I want to programmatically generate a project for the application. The .project
and .classpath
files are easy enough to figure out, and I've learned that projects are stored in the workspace under <workspace>/.metadata/.plugins/org.eclipse.core.resources/.projects
Unfortunately, some of the files under here (particularly .location
) seem to be encoded in some kind of binary format. On a hunch I tried to deserialize it using ObjectInputStream
- no dice. So it doesn't appear to be a serialized java object.
My question is: is there a way to generate these files automatically?

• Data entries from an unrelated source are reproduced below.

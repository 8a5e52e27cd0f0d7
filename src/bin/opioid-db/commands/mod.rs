mod browse;
mod export;

use std::{fs, path::Path};

use anyhow::{Context, Result};
use opioid_db::Registry;

use crate::cli::{Cli, Command};

pub fn dispatch(cli: Cli) -> Result<()> {
    let config = cli.global.config();
    let registry = load_registry(cli.global.data.as_deref())?;

    match cli.command {
        Command::List => browse::run_list(&registry),
        Command::Show(args) => browse::run_show(&registry, &config, args),
        Command::Open(args) => browse::run_open(&registry, &args.name),
        Command::Properties(args) => export::run_properties(&registry, args),
        Command::Render(args) => export::run_render(&registry, &config, args),
        Command::Sdf(args) => export::run_sdf(&registry, &config, args),
    }
}

fn load_registry(path: Option<&Path>) -> Result<Registry> {
    match path {
        Some(path) => {
            let data = fs::read_to_string(path)
                .with_context(|| format!("failed to read compound data from {}", path.display()))?;
            Registry::from_json(&data)
                .with_context(|| format!("invalid compound data in {}", path.display()))
        }
        None => Registry::builtin().context("built-in compound data is invalid"),
    }
}
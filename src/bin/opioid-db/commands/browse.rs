use std::{io, thread};

use anyhow::{Result, anyhow};
use opioid_db::{CompoundProfile, Config, Registry, pubchem};

use crate::{cli::ShowArgs, display};

pub fn run_list(registry: &Registry) -> Result<()> {
    let mut out = io::stdout().lock();
    display::print_home(&mut out, &registry.list_names())?;
    Ok(())
}

pub fn run_show(registry: &Registry, config: &Config, args: ShowArgs) -> Result<()> {
    let record = registry.find_by_name(&args.name)?;

    // Start the download before the local work, so the two overlap.
    let download = args.fetch_3d.then(|| {
        let client = config.pubchem_client();
        let cid = record.external_database_id.clone();
        thread::spawn(move || client.fetch_3d_structure(&cid))
    });

    let profile = CompoundProfile::build(record, config.image_size);

    if args.json {
        let mut value = serde_json::to_value(&profile)?;
        if let Some(handle) = download {
            let sdf = handle
                .join()
                .map_err(|_| anyhow!("3D structure download panicked"))?;
            value["sdf_3d_bytes"] = sdf.map(|s| s.len()).into();
        }
        println!("{}", serde_json::to_string_pretty(&value)?);
        return Ok(());
    }

    let mut out = io::stdout().lock();
    display::print_detail(&mut out, &profile, args.tab)?;

    if let Some(handle) = download {
        let sdf = handle
            .join()
            .map_err(|_| anyhow!("3D structure download panicked"))?;
        display::print_sdf_status(&mut out, &record.name, sdf.as_deref())?;
    }
    Ok(())
}

pub fn run_open(registry: &Registry, name: &str) -> Result<()> {
    let record = registry.find_by_name(name)?;
    let url = pubchem::compound_url(&record.external_database_id);
    println!("Opening {url}");
    pubchem::open_overview(&record.external_database_id);
    Ok(())
}
/// Greedy word wrap. Always returns at least one line.
pub fn wrap(text: &str, width: usize) -> Vec<String> {
    let mut lines = Vec::new();
    let mut current = String::new();

    for word in text.split_whitespace() {
        if current.is_empty() {
            current = word.to_string();
        } else if current.chars().count() + 1 + word.chars().count() <= width {
            current.push(' ');
            current.push_str(word);
        } else {
            lines.push(current);
            current = word.to_string();
        }
    }

    if !current.is_empty() {
        lines.push(current);
    }

    if lines.is_empty() {
        lines.push(String::new());
    }

    lines
}

#[cfg(test)]
mod tests {
    use super::*;

    #[test]
    fn wraps_on_word_boundaries() {
        assert_eq!(
            wrap("Respiratory depression (can be fatal)", 16),
            vec!["Respiratory", "depression (can", "be fatal)"]
        );
    }

    #[test]
    fn empty_gives_one_blank_line() {
        assert_eq!(wrap("   ", 10), vec![String::new()]);
    }

    #[test]
    fn long_word_is_not_split() {
        assert_eq!(wrap("pharmacokinetics", 4), vec!["pharmacokinetics"]);
    }
}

For the curious, the error I get trying to deserialize the .location
file is the following:
java.io.StreamCorruptedException: java.io.StreamCorruptedException: invalid stream header: 40B18B81
Update: My goal here is to be able to replace the New Java Project wizard with a command-line script or program. The reason is the application in question is actually a very large J2EE/weblogic application, which I like to break down into a largish (nearly 20) collection of subprojects. Complicating matters, we use clearcase for SCM and create a new branch for every release. This means I need to recreate these projects for every development view (branch) I create. This happens often enough to automate.
Upvotes: 17
Views: 15529
Reputation: 1
To create java project you can use JavaCore from org.eclipse.jdt.core.JavaCore
. As a sourceProject
you can use generic project item, which has been suggested by @James Van Huis
IJavaProject javaSourceProject = JavaCore.create(sourceProject);
Upvotes: 0
Reputation: 5571
You should be able to accomplish this by writing a small Eclipse plugin. You could even extend it out to being a "headless" RCP app, and pass in the command line arguments you need.
The barebones code to create a project is:
IProgressMonitor progressMonitor = new NullProgressMonitor();
IWorkspaceRoot root = ResourcesPlugin.getWorkspace().getRoot();
IProject project = root.getProject("DesiredProjectName");
project.create(progressMonitor);
project.open(progressMonitor);
Just take a look at the eclipse code for the Import Project wizard to give you a better idea of where to go with it.